Next week’s G20 Hamburg summit could resemble a tawdry soap opera, or even a wrestling match in some regards given the levels of suspense, intrigue, and tension surrounding the meeting. For more than one G20 leader, the stakes will be high. Personal political futures could hinge on what transpires. This will not be a summit featuring great unity and solidarity. On the policy front, G20 summits have a history of the Western powers coming together and pushing nations like Russia, China, and India to follow their lead. In all likelihood, that will not be happening this time around.
The chasm between some European nations and the United States on policies could be too wide to overcome. President Trump threatened Germany, and China with punitive trade measures on steel. Berlin is concerned that the US will renege on its promise to fight protectionism. Then there is migration, where the respective policies of the European Union and the US are moving in opposite directions.
Another matter making some western European nations uneasy is President Trump’s planned visit to Poland before the G20 summit. Poland’s defiance towards Brussels has been a growing concern lately, and there is apprehension that Trump’s visit will only encourage Polish resistance, and efforts to carve out influence outside of the EU. When he arrives in Hamburg, Trump will meet with Vladimir Putin in person for the very first time. The two leaders will have much to talk about, from Russia’s alleged interference in the 2016 US election, to Syria’s future.

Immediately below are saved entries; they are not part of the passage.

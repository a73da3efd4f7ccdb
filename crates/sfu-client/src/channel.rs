//! Signaling channel.
//!
//! One WebSocket per session. Requests carry a fresh request id and wait for
//! the response echoing it; responses may arrive in any order. Frames without
//! a request id are pushes and are handed to the single notification
//! subscriber. When the socket closes every pending request fails with
//! [`ChannelError::Closed`].

use crate::config::ClientConfig;
use crate::errors::ChannelError;
use async_trait::async_trait;
use common::types::{ParticipantId, RequestId, RoomId};
use futures::{future, SinkExt, Stream, StreamExt};
use parking_lot::Mutex;
use signaling_protocol::codec::{decode_server_message, encode_request};
use signaling_protocol::{Envelope, Push, Request, Response, ServerMessage};
use std::collections::HashMap;
use std::sync::Arc;
use std::time::Duration;
use tokio::sync::{mpsc, oneshot};
use tokio_tungstenite::tungstenite::Message;
use tokio_util::sync::CancellationToken;
use tracing::{debug, info, instrument, warn};

/// Capacity of the outgoing frame queue.
const OUTBOUND_QUEUE_CAPACITY: usize = 64;

type PendingReply = oneshot::Sender<Result<Response, ChannelError>>;

#[derive(Default)]
struct PendingTable {
    closed: bool,
    waiting: HashMap<RequestId, PendingReply>,
}

/// A connected signaling channel bound to one room and participant.
pub struct SignalingChannel {
    room_id: RoomId,
    participant_id: ParticipantId,
    outbound: mpsc::Sender<String>,
    pending: Arc<Mutex<PendingTable>>,
    notifications: Mutex<Option<mpsc::UnboundedReceiver<Push>>>,
    request_timeout: Option<Duration>,
    cancel_token: CancellationToken,
}

impl SignalingChannel {
    /// Build a channel over an already established frame transport.
    ///
    /// `outbound` carries encoded request frames to the socket writer and
    /// `inbound` yields server text frames until the socket closes.
    pub fn spawn<S>(
        outbound: mpsc::Sender<String>,
        inbound: S,
        room_id: RoomId,
        participant_id: ParticipantId,
        request_timeout: Option<Duration>,
    ) -> Self
    where
        S: Stream<Item = String> + Send + Unpin + 'static,
    {
        let pending = Arc::new(Mutex::new(PendingTable::default()));
        let (push_tx, push_rx) = mpsc::unbounded_channel();
        let cancel_token = CancellationToken::new();

        tokio::spawn(read_frames(
            inbound,
            Arc::clone(&pending),
            push_tx,
            cancel_token.clone(),
        ));

        Self {
            room_id,
            participant_id,
            outbound,
            pending,
            notifications: Mutex::new(Some(push_rx)),
            request_timeout,
            cancel_token,
        }
    }

    /// Open a WebSocket to `url` and build a channel over it.
    ///
    /// # Errors
    ///
    /// Returns [`ChannelError::Connect`] when the handshake fails.
    #[instrument(skip_all, fields(url = %url, room_id = %room_id))]
    pub async fn connect(
        url: &str,
        room_id: RoomId,
        participant_id: ParticipantId,
        request_timeout: Option<Duration>,
    ) -> Result<Self, ChannelError> {
        let (ws_stream, _response) = tokio_tungstenite::connect_async(url)
            .await
            .map_err(|e| ChannelError::Connect(e.to_string()))?;
        let (mut sink, stream) = ws_stream.split();

        let (outbound_tx, mut outbound_rx) = mpsc::channel::<String>(OUTBOUND_QUEUE_CAPACITY);
        let channel_cancel = CancellationToken::new();

        let writer_cancel = channel_cancel.clone();
        tokio::spawn(async move {
            loop {
                tokio::select! {
                    () = writer_cancel.cancelled() => break,
                    frame = outbound_rx.recv() => {
                        let Some(frame) = frame else { break };
                        if let Err(e) = sink.send(Message::Text(frame)).await {
                            debug!(target: "sfu.client.channel", error = %e, "Socket write failed");
                            break;
                        }
                    }
                }
            }
            let _ = sink.close().await;
        });

        let inbound = Box::pin(
            stream
                .take_while(|message| future::ready(message.is_ok()))
                .filter_map(|message| {
                    future::ready(match message {
                        Ok(Message::Text(text)) => Some(text),
                        _ => None,
                    })
                }),
        );

        let channel = Self::spawn(
            outbound_tx,
            inbound,
            room_id,
            participant_id,
            request_timeout,
        );
        // Closing the channel also stops the writer.
        let parent = channel.cancel_token.clone();
        tokio::spawn(async move {
            parent.cancelled().await;
            channel_cancel.cancel();
        });

        info!(target: "sfu.client.channel", "Signaling channel connected");
        Ok(channel)
    }

    #[must_use]
    pub fn room_id(&self) -> &RoomId {
        &self.room_id
    }

    #[must_use]
    pub fn participant_id(&self) -> &ParticipantId {
        &self.participant_id
    }

    /// Send a request and wait for its correlated response.
    ///
    /// # Errors
    ///
    /// - [`ChannelError::Server`] when the server answers with `ERROR`
    /// - [`ChannelError::Closed`] when the socket closes first
    /// - [`ChannelError::Timeout`] when a request timeout is configured and elapses
    pub async fn request(&self, request: Request) -> Result<Response, ChannelError> {
        let request_id = RequestId::generate();
        let envelope = Envelope::new(
            self.room_id.clone(),
            self.participant_id.clone(),
            request_id.clone(),
        );
        let frame = encode_request(&envelope, &request)?;

        let (tx, rx) = oneshot::channel();
        {
            let mut pending = self.pending.lock();
            if pending.closed {
                return Err(ChannelError::Closed);
            }
            pending.waiting.insert(request_id.clone(), tx);
        }

        debug!(
            target: "sfu.client.channel",
            request_id = %request_id,
            request_type = request.type_name(),
            "Sending request"
        );

        if self.outbound.send(frame).await.is_err() {
            self.pending.lock().waiting.remove(&request_id);
            return Err(ChannelError::Closed);
        }

        let outcome = match self.request_timeout {
            Some(limit) => match tokio::time::timeout(limit, rx).await {
                Ok(outcome) => outcome,
                Err(_) => {
                    self.pending.lock().waiting.remove(&request_id);
                    return Err(ChannelError::Timeout(limit));
                }
            },
            None => rx.await,
        };

        let response = outcome.map_err(|_| ChannelError::Closed)??;
        match response {
            Response::Error { error, message } => Err(ChannelError::Server {
                code: error,
                message,
            }),
            other => Ok(other),
        }
    }

    /// Take the push subscription. Only the first caller gets it.
    pub fn take_notifications(&self) -> Option<mpsc::UnboundedReceiver<Push>> {
        self.notifications.lock().take()
    }

    /// Number of requests still waiting for a response.
    #[must_use]
    pub fn pending_requests(&self) -> usize {
        self.pending.lock().waiting.len()
    }

    #[must_use]
    pub fn is_closed(&self) -> bool {
        self.pending.lock().closed
    }

    /// Close the socket. Pending requests fail with [`ChannelError::Closed`].
    pub fn close(&self) {
        self.cancel_token.cancel();
        fail_pending(&self.pending);
    }
}

impl Drop for SignalingChannel {
    fn drop(&mut self) {
        self.cancel_token.cancel();
    }
}

fn fail_pending(pending: &Mutex<PendingTable>) {
    let drained: Vec<PendingReply> = {
        let mut table = pending.lock();
        table.closed = true;
        table.waiting.drain().map(|(_, reply)| reply).collect()
    };
    for reply in drained {
        let _ = reply.send(Err(ChannelError::Closed));
    }
}

async fn read_frames<S>(
    mut inbound: S,
    pending: Arc<Mutex<PendingTable>>,
    pushes: mpsc::UnboundedSender<Push>,
    cancel_token: CancellationToken,
) where
    S: Stream<Item = String> + Send + Unpin + 'static,
{
    loop {
        let frame = tokio::select! {
            () = cancel_token.cancelled() => break,
            frame = inbound.next() => frame,
        };
        let Some(frame) = frame else {
            debug!(target: "sfu.client.channel", "Socket closed by server");
            break;
        };

        match decode_server_message(&frame) {
            Ok(ServerMessage::Response {
                request_id: Some(request_id),
                response,
            }) => {
                let waiter = pending.lock().waiting.remove(&request_id);
                match waiter {
                    Some(reply) => {
                        let _ = reply.send(Ok(response));
                    }
                    None => {
                        debug!(
                            target: "sfu.client.channel",
                            request_id = %request_id,
                            "Response for unknown request"
                        );
                    }
                }
            }
            Ok(ServerMessage::Response {
                request_id: None,
                response,
            }) => {
                warn!(
                    target: "sfu.client.channel",
                    response_type = response.type_name(),
                    "Uncorrelated response"
                );
            }
            Ok(ServerMessage::Push(push)) => {
                // Dropped when nobody subscribed.
                let _ = pushes.send(push);
            }
            Err(e) => {
                warn!(target: "sfu.client.channel", error = %e, "Undecodable server frame");
            }
        }
    }

    fail_pending(&pending);
}

/// Opens signaling channels for a session.
#[async_trait]
pub trait SignalingConnector: Send + Sync {
    async fn connect(
        &self,
        room_id: &RoomId,
        participant_id: &ParticipantId,
    ) -> Result<SignalingChannel, ChannelError>;
}

/// Connector dialing a fixed WebSocket URL.
#[derive(Debug, Clone)]
pub struct WebSocketConnector {
    url: String,
    request_timeout: Option<Duration>,
}

impl WebSocketConnector {
    pub fn new(url: impl Into<String>, request_timeout: Option<Duration>) -> Self {
        Self {
            url: url.into(),
            request_timeout,
        }
    }

    #[must_use]
    pub fn from_config(config: &ClientConfig) -> Self {
        Self::new(config.signaling_url.clone(), config.request_timeout)
    }
}

#[async_trait]
impl SignalingConnector for WebSocketConnector {
    async fn connect(
        &self,
        room_id: &RoomId,
        participant_id: &ParticipantId,
    ) -> Result<SignalingChannel, ChannelError> {
        SignalingChannel::connect(
            &self.url,
            room_id.clone(),
            participant_id.clone(),
            self.request_timeout,
        )
        .await
    }
}
//! Forwarding engine capability interface.
//!
//! The registry never touches packets. It only sequences calls against these
//! traits and holds the returned handles. A production deployment plugs a
//! real WebRTC media engine in behind them; [`loopback::LoopbackEngine`] is
//! the in-process implementation used by the binary and the tests.

pub mod loopback;

use async_trait::async_trait;
use common::types::{ConsumerId, ProducerId, TransportId};
use signaling_protocol::rtp::{
    DtlsParameters, MediaKind, RtpCapabilities, RtpCodecCapability, RtpParameters,
    TransportParams,
};
use std::net::IpAddr;
use std::sync::Arc;
use thiserror::Error;

pub use loopback::{EngineStats, LoopbackEngine};

/// Errors reported by the forwarding engine.
#[derive(Debug, Error)]
pub enum EngineError {
    /// The target object was already closed.
    #[error("Already closed: {0}")]
    Closed(String),

    /// The transport was already connected.
    #[error("Transport already connected: {0}")]
    AlreadyConnected(TransportId),

    /// RTP parameters name a codec the router does not offer.
    #[error("Unsupported codec: {0}")]
    UnsupportedCodec(String),

    /// No open producer with this id in the router.
    #[error("Unknown producer: {0}")]
    UnknownProducer(ProducerId),

    /// Consumer capabilities share no codec with the producer.
    #[error("Incompatible capabilities for producer {0}")]
    IncompatibleCapabilities(ProducerId),

    /// Parameters failed validation.
    #[error("Invalid parameters: {0}")]
    InvalidParameters(String),

    /// Closing an object failed.
    #[error("Close failed: {0}")]
    CloseFailed(String),
}

/// Network options for new WebRTC transports.
#[derive(Debug, Clone)]
pub struct TransportOptions {
    pub listen_ip: IpAddr,
    pub announced_ip: Option<IpAddr>,
    pub enable_udp: bool,
    pub enable_tcp: bool,
    pub prefer_udp: bool,
}

impl TransportOptions {
    /// UDP and TCP enabled, UDP preferred.
    #[must_use]
    pub fn new(listen_ip: IpAddr, announced_ip: Option<IpAddr>) -> Self {
        Self {
            listen_ip,
            announced_ip,
            enable_udp: true,
            enable_tcp: true,
            prefer_udp: true,
        }
    }
}

/// Entry point of a forwarding engine.
#[async_trait]
pub trait ForwardingEngine: Send + Sync {
    /// Create a router configured with a fixed codec set.
    async fn create_router(
        &self,
        media_codecs: Vec<RtpCodecCapability>,
    ) -> Result<Arc<dyn Router>, EngineError>;
}

/// Per-room engine context holding the negotiated codec set.
#[async_trait]
pub trait Router: Send + Sync {
    fn rtp_capabilities(&self) -> RtpCapabilities;

    /// Whether a consumer with `rtp_capabilities` can receive `producer_id`.
    fn can_consume(&self, producer_id: &ProducerId, rtp_capabilities: &RtpCapabilities) -> bool;

    async fn create_webrtc_transport(
        &self,
        options: &TransportOptions,
    ) -> Result<Box<dyn WebRtcTransport>, EngineError>;

    fn close(&self) -> Result<(), EngineError>;
}

/// One negotiated network path for a participant.
#[async_trait]
pub trait WebRtcTransport: Send + Sync {
    fn id(&self) -> &TransportId;

    /// Parameters the client needs to build its side of the transport.
    fn params(&self) -> TransportParams;

    async fn connect(&self, dtls_parameters: DtlsParameters) -> Result<(), EngineError>;

    async fn produce(
        &self,
        kind: MediaKind,
        rtp_parameters: RtpParameters,
    ) -> Result<Box<dyn EngineProducer>, EngineError>;

    async fn consume(
        &self,
        producer_id: &ProducerId,
        rtp_capabilities: &RtpCapabilities,
        paused: bool,
    ) -> Result<Box<dyn EngineConsumer>, EngineError>;

    fn close(&self) -> Result<(), EngineError>;
}

/// Engine handle for an incoming track.
pub trait EngineProducer: Send + Sync {
    fn id(&self) -> &ProducerId;
    fn kind(&self) -> MediaKind;
    fn close(&self) -> Result<(), EngineError>;
}

/// Engine handle for a subscription to a producer.
#[async_trait]
pub trait EngineConsumer: Send + Sync {
    fn id(&self) -> &ConsumerId;
    fn producer_id(&self) -> &ProducerId;
    fn kind(&self) -> MediaKind;
    fn rtp_parameters(&self) -> RtpParameters;
    fn is_paused(&self) -> bool;

    /// Start media flow. Fails once the source producer is gone.
    async fn resume(&self) -> Result<(), EngineError>;

    fn close(&self) -> Result<(), EngineError>;
}
use std::fs;
use std::path::{Path, PathBuf};

use directories::BaseDirs;
use rusqlite::Connection;

use crate::error::{StorageError, StorageResult};

/// Folder name used beneath the user's home directory for application data.
const DATA_DIR_NAME: &str = ".cliente-manager";
/// SQLite file name stored inside the application data directory.
const DB_FILE_NAME: &str = "clientes.sqlite";

/// Resolve the default path of the SQLite database inside the user's home.
/// The path is only a convention; callers that need a different location
/// (tests, the `--db` flag) construct the store with an explicit path.
pub fn default_db_path() -> StorageResult<PathBuf> {
    let base_dirs = BaseDirs::new().ok_or(StorageError::NoHomeDir)?;
    Ok(base_dirs.home_dir().join(DATA_DIR_NAME).join(DB_FILE_NAME))
}

/// Open a connection to the database file, creating parent directories on
/// the way. Every store operation goes through here and closes the
/// connection when it is done; nothing is pooled or reused.
pub(crate) fn open(path: &Path) -> StorageResult<Connection> {
    if let Some(parent) = path.parent() {
        fs::create_dir_all(parent)?;
    }

    Connection::open(path).map_err(|source| StorageError::Open {
        path: path.to_path_buf(),
        source,
    })
}
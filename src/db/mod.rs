//! Persistence module split across logical submodules.

mod clientes;
mod connection;

pub use clientes::ClienteStore;
pub use connection::default_db_path;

German Chancellor Angela Merkel appears to be the leader with the most to lose in Hamburg. Her ability to forge sensitive compromises between leaders with far different positions will be put to the test. Given the differences between the US and Germany on climate, migration, and trade, it’s difficult to expect Merkel and Trump to come to some sort of agreement. Trump is not the only foreign leader who Merkel has a strained relationship with at the moment. Putin, and Turkish President Erdogan, who will also be attending the G20, fall into the same category. It would be in Merkel’s best interest if she could make progress with at least one of them, especially with Merkel being in the midst of an election campaign herself.